%%

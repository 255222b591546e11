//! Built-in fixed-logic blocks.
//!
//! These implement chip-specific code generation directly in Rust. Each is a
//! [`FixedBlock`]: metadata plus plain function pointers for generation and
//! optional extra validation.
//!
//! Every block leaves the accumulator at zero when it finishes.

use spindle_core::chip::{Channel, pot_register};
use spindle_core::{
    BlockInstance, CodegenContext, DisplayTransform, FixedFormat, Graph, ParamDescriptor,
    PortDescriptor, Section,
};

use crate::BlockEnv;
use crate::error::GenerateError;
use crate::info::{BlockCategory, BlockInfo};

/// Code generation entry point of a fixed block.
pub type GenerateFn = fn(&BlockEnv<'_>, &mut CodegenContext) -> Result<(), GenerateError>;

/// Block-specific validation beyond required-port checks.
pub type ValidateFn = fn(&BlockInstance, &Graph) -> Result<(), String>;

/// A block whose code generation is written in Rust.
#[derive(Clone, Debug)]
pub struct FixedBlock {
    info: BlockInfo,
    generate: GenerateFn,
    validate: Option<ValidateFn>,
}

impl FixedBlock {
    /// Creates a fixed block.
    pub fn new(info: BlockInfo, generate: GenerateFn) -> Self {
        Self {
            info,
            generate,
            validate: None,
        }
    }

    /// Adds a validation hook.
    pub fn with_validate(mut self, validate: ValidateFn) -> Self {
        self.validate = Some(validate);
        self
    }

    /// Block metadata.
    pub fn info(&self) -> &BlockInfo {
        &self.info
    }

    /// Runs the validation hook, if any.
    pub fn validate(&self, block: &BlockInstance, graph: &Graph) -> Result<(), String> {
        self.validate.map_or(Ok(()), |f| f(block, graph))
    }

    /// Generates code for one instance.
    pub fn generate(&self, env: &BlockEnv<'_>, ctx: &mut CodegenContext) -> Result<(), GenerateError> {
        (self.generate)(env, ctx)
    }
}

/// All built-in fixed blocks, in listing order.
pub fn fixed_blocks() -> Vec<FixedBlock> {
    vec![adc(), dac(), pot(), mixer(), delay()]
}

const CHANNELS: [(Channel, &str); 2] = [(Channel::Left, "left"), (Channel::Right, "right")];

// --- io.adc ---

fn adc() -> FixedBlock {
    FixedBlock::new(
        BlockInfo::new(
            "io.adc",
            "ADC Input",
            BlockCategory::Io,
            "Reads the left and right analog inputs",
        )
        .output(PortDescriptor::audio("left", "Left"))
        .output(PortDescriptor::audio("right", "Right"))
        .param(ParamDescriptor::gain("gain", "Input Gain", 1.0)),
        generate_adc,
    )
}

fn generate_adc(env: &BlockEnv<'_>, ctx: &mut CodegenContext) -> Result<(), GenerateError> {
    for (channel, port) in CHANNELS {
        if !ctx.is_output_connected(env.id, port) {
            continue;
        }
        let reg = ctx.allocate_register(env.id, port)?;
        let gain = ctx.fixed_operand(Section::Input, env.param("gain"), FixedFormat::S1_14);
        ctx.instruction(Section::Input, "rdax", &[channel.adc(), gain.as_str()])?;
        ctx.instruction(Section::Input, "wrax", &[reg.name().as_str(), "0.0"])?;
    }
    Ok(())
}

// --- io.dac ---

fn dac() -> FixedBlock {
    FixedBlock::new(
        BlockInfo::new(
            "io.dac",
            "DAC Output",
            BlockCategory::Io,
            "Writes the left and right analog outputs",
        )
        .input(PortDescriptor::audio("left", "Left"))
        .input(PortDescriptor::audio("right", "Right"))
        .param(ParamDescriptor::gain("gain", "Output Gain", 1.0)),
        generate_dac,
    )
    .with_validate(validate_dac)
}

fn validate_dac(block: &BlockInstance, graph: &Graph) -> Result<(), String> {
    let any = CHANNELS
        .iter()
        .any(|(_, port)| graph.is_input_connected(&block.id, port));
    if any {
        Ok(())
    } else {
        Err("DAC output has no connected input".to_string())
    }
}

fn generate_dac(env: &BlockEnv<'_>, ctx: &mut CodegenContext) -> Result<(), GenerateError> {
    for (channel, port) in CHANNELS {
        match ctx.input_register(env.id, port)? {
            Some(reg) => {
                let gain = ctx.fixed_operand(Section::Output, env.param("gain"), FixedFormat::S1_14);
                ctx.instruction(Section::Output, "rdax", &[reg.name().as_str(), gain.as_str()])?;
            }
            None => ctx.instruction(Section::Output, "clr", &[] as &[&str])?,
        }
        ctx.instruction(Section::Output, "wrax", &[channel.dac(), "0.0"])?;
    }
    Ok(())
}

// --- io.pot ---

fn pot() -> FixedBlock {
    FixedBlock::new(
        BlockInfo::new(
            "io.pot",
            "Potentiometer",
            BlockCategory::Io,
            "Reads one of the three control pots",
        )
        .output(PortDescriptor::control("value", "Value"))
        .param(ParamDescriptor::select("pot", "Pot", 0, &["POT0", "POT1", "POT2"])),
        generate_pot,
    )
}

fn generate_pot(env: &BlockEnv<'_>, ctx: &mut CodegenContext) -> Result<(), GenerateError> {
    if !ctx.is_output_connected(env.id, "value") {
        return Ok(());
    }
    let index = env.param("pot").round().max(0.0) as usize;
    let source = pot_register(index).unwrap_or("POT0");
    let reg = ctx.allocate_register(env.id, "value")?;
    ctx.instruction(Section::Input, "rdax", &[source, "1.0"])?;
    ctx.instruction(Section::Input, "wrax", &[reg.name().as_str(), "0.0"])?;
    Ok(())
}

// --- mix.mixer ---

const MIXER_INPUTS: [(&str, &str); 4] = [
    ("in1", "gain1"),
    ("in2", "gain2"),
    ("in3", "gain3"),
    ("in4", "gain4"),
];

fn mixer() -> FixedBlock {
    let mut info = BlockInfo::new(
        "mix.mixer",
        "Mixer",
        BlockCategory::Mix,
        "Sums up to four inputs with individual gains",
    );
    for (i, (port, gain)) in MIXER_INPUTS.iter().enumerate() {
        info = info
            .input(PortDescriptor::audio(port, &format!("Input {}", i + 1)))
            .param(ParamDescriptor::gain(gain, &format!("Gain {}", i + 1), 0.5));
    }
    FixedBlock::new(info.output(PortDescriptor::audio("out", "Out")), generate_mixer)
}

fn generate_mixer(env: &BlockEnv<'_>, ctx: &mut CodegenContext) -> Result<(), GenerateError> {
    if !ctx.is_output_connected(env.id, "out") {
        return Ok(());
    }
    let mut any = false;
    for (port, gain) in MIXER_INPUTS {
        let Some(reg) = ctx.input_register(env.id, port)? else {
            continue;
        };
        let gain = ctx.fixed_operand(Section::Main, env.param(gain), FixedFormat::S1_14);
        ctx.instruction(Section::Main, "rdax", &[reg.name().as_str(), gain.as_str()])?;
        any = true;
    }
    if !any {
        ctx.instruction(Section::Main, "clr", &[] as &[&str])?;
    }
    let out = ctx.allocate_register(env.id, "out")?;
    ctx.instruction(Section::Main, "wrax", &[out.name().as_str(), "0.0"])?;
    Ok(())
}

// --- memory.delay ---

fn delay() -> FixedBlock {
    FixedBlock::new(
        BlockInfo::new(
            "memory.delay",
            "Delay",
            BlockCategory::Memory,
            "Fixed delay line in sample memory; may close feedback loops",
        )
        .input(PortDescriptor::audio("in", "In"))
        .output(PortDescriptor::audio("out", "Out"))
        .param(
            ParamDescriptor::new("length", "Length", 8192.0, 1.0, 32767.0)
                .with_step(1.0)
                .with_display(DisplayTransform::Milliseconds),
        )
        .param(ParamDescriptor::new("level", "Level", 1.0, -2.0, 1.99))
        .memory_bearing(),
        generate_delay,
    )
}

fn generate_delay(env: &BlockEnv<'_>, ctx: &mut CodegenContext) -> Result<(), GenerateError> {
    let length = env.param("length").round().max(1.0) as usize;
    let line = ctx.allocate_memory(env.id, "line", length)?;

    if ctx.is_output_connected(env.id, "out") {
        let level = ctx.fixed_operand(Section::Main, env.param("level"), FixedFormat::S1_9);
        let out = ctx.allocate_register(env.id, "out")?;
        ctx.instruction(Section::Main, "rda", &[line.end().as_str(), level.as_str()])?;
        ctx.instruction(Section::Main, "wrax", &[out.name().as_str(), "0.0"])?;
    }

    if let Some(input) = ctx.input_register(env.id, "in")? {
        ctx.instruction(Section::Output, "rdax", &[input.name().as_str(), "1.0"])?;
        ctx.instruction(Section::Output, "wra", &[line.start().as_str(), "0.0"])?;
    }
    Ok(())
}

%%

* Exercise:
Using the entries above, return each line in which the word "length" occurs.

* Solution for this problem:
            ParamDescriptor::new("length", "Length", 8192.0, 1.0, 32767.0)
    let length = env.param("length").round().max(1.0) as usize;
    let line = ctx.allocate_memory(env.id, "line", length)?;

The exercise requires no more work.